27-5 Multithreading a simple stencil calculation

Computational science is replete with algorithms that require the entries of an array to be filled in with values that depend on the values of certain already computed neighboring entries, along with other information that does not change over the course of the computation. The pattern of neighboring entries does not change during the computation and is called a stencil. For example, Section 15.4 presents a stencil algorithm to compute a longest common subsequence, where the value in entry $c[i, j]$ depends only on the values in $c[i - 1, j]$, $c[i, j - 1]$, and $c[i - 1, j - 1]$, as well as the elements $x_i$ and $y_j$ within the two sequences given as inputs. The input sequences are fixed, but the algorithm fills in the two-dimensional array $c$ so that it computes entry $c[i, j]$ after computing all three entries $c[i - 1, j]$, $c[i, j - 1]$, and $c[i - 1, j - 1]$.

In this problem, we examine how to use nested parallelism to multithread a simple stencil calculation on an $n \times n$ array $A$ in which, of the values in $A$, the value placed into entry $A[i, j]$ depends only on values in $A[i' , j']$, where $i' \le i$ and $j' \le j$ (and of course, $i' \ne i$ or $j' \ne j$). In other words, the value in an entry depends only on values in entries that are above it and/or to its left, along with static information outside of the array. Furthermore, we assume throughout this problem that once we have filled in the entries upon which $A[i, j]$ depends, we can fill in $A[i, j]$ in $\Theta(1)$ time (as in the $\text{LCS-LENGTH}$ procedure of Section 15.4).

We can partition the $n \times n$ array $A$ into four $n / 2 \times n / 2$ subarrays as follows:

$$ A = \begin{pmatrix} A_{11} & A_{12} \\ A_{21} & A_{22} \tag{27.11} \end{pmatrix} . $$

Observe now that we can fill in subarray $A_{11}$ recursively, since it does not depend on the entries of the other three subarrays. Once $A_{11}$ is complete, we can continue to fill in $A_{12}$ and $A_{21}$ recursively in parallel, because although they both depend on $A_{11}$ , they do not depend on each other. Finally, we can fill in $A_{22}$ recursively.

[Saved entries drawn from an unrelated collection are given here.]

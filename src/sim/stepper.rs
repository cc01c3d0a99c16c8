//! Fixed-timestep scheduling
//!
//! Real frame time is accumulated and drained in whole ticks; leftover
//! time carries to the next frame. Rendering reads the state once per
//! frame after all pending ticks have run, with no interpolation.

use serde::{Deserialize, Serialize};

use super::input::FrameInput;
use super::snapshot::Snapshot;

/// A simulation that advances in fixed ticks
pub trait Scene {
    type Input: FrameInput;

    fn tick(&mut self, input: &Self::Input, dt: f32);

    fn snapshot(&self) -> Snapshot;
}

/// Time accumulator
#[derive(Debug, Clone, Serialize, Deserialize)]
pub struct FixedStep {
    step: f32,
    accumulator: f32,
    /// Optional cap on ticks per frame; excess time is dropped
    max_substeps: Option<u32>,
}

impl FixedStep {
    pub fn new(step: f32) -> Self {
        debug_assert!(step.is_finite() && step > 0.0, "step must be positive");
        Self {
            step,
            accumulator: 0.0,
            max_substeps: None,
        }
    }

    /// Limit ticks per frame to prevent a spiral of death after a stall
    pub fn with_max_substeps(mut self, max_substeps: u32) -> Self {
        self.max_substeps = Some(max_substeps);
        self
    }

    #[inline]
    pub fn step(&self) -> f32 {
        self.step
    }

    /// Time carried over to the next frame
    #[inline]
    pub fn remainder(&self) -> f32 {
        self.accumulator
    }

    /// Add `frame_dt` seconds and call `tick` once per whole step.
    /// Returns the number of ticks run. A non-positive step never ticks.
    pub fn advance(&mut self, frame_dt: f32, mut tick: impl FnMut(f32)) -> u32 {
        if !(self.step.is_finite() && self.step > 0.0) {
            log::warn!("Ignoring frame with invalid step {}", self.step);
            return 0;
        }
        if frame_dt.is_finite() && frame_dt > 0.0 {
            self.accumulator += frame_dt;
        }

        let mut ticks = 0;
        while self.accumulator >= self.step {
            if self.max_substeps.is_some_and(|max| ticks >= max) {
                log::debug!(
                    "Dropping {:.4}s of simulation time after {ticks} substeps",
                    self.accumulator
                );
                self.accumulator %= self.step;
                break;
            }
            tick(self.step);
            self.accumulator -= self.step;
            ticks += 1;
        }
        ticks
    }
}

/// Drives a [`Scene`] from real frame times
pub struct Runner<S: Scene> {
    scene: S,
    stepper: FixedStep,
    input: S::Input,
}

impl<S: Scene> Runner<S> {
    pub fn new(scene: S, stepper: FixedStep) -> Self {
        Self {
            scene,
            stepper,
            input: S::Input::default(),
        }
    }

    /// Input to apply on the next frame; the platform layer writes here
    pub fn input_mut(&mut self) -> &mut S::Input {
        &mut self.input
    }

    pub fn scene(&self) -> &S {
        &self.scene
    }

    pub fn scene_mut(&mut self) -> &mut S {
        &mut self.scene
    }

    pub fn stepper(&self) -> &FixedStep {
        &self.stepper
    }

    /// Run every pending tick for this frame and return the number run.
    /// One-shot input is delivered to the first tick only.
    pub fn frame(&mut self, frame_dt: f32) -> u32 {
        let Self {
            scene,
            stepper,
            input,
        } = self;
        stepper.advance(frame_dt, |dt| {
            scene.tick(input, dt);
            input.consume_edges();
        })
    }

    /// State to render for this frame
    pub fn snapshot(&self) -> Snapshot {
        self.scene.snapshot()
    }
}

a. Give multithreaded pseudocode that performs this simple stencil calculation using a divide-and-conquer algorithm $\text{SIMPLE-STENCIL}$ based on the decomposition $\text{(27.11)}$ and the discussion above. (Don't worry about the details of the base case, which depends on the specific stencil.) Give and solve recurrences for the work and span of this algorithm in terms of $n$. What is the parallelism?

b. Modify your solution to part (a) to divide an $n \times n$ array into nine $n / 3 \times n / 3$ subarrays, again recursing with as much parallelism as possible. Analyze this algorithm. How much more or less parallelism does this algorithm have compared with the algorithm from part (a)?

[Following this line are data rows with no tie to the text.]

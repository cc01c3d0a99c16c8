//! Point algebra
//!
//! glam already covers translate (`+`), negate (`-`), scale (`*`), dot,
//! length, lerp, `midpoint`, `normalize_or` and projection. The extension
//! trait fills in the few operations the simulation needs that glam
//! spells differently or not at all.

use glam::Vec2;

/// A point or direction in world space
pub type Point = Vec2;

/// Extra 2-D operations on [`Point`]
pub trait PointExt: Sized {
    /// Z component of the 2-D cross product (positive when `other` is
    /// counter-clockwise from `self`)
    fn cross(self, other: Self) -> f32;

    /// Rotate counter-clockwise by `angle` radians around `pivot`
    fn rotate_about(self, angle: f32, pivot: Self) -> Self;

    /// Direction angle in radians, measured from +x
    fn heading_angle(self) -> f32;

    /// Signed angle in radians that rotates `self` onto `other`, in
    /// (-π, π]. Zero when either vector is degenerate.
    fn signed_angle_to(self, other: Self) -> f32;
}

impl PointExt for Vec2 {
    #[inline]
    fn cross(self, other: Self) -> f32 {
        self.x * other.y - self.y * other.x
    }

    #[inline]
    fn rotate_about(self, angle: f32, pivot: Self) -> Self {
        let (sin, cos) = angle.sin_cos();
        let rel = self - pivot;
        pivot + Vec2::new(rel.x * cos - rel.y * sin, rel.x * sin + rel.y * cos)
    }

    #[inline]
    fn heading_angle(self) -> f32 {
        self.y.atan2(self.x)
    }

    fn signed_angle_to(self, other: Self) -> f32 {
        let a = self.normalize_or(Vec2::ZERO);
        let b = other.normalize_or(Vec2::ZERO);
        if a == Vec2::ZERO || b == Vec2::ZERO {
            return 0.0;
        }
        a.cross(b).atan2(a.dot(b))
    }
}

c. Generalize your solutions to parts (a) and (b) as follows. Choose an integer $b \ge 2$. Divide an $n \times n$ array into $b^2$ subarrays, each of size $n / b \times n / b$, recursing with as much parallelism as possible. In terms of $n$ and $b$, what are the work, span, and parallelism of your algorithm? Argue that, using this approach, the parallelism must be $o(n)$ for any choice of $b \ge 2$. ($\textit{Hint:}$ For this last argument, show that the exponent of $n$ in the parallelism is strictly less than $1$ for any choice of $b \ge 2$.)

d. Give pseudocode for a multithreaded algorithm for this simple stencil calculation that achieves $\Theta(n\lg n)$ parallelism. Argue using notions of work and span that the problem, in fact, has $\Theta(n)$ inherent parallelism. As it turns out, the divide-and-conquer nature of our multithreaded pseudocode does not let us achieve this maximal parallelism.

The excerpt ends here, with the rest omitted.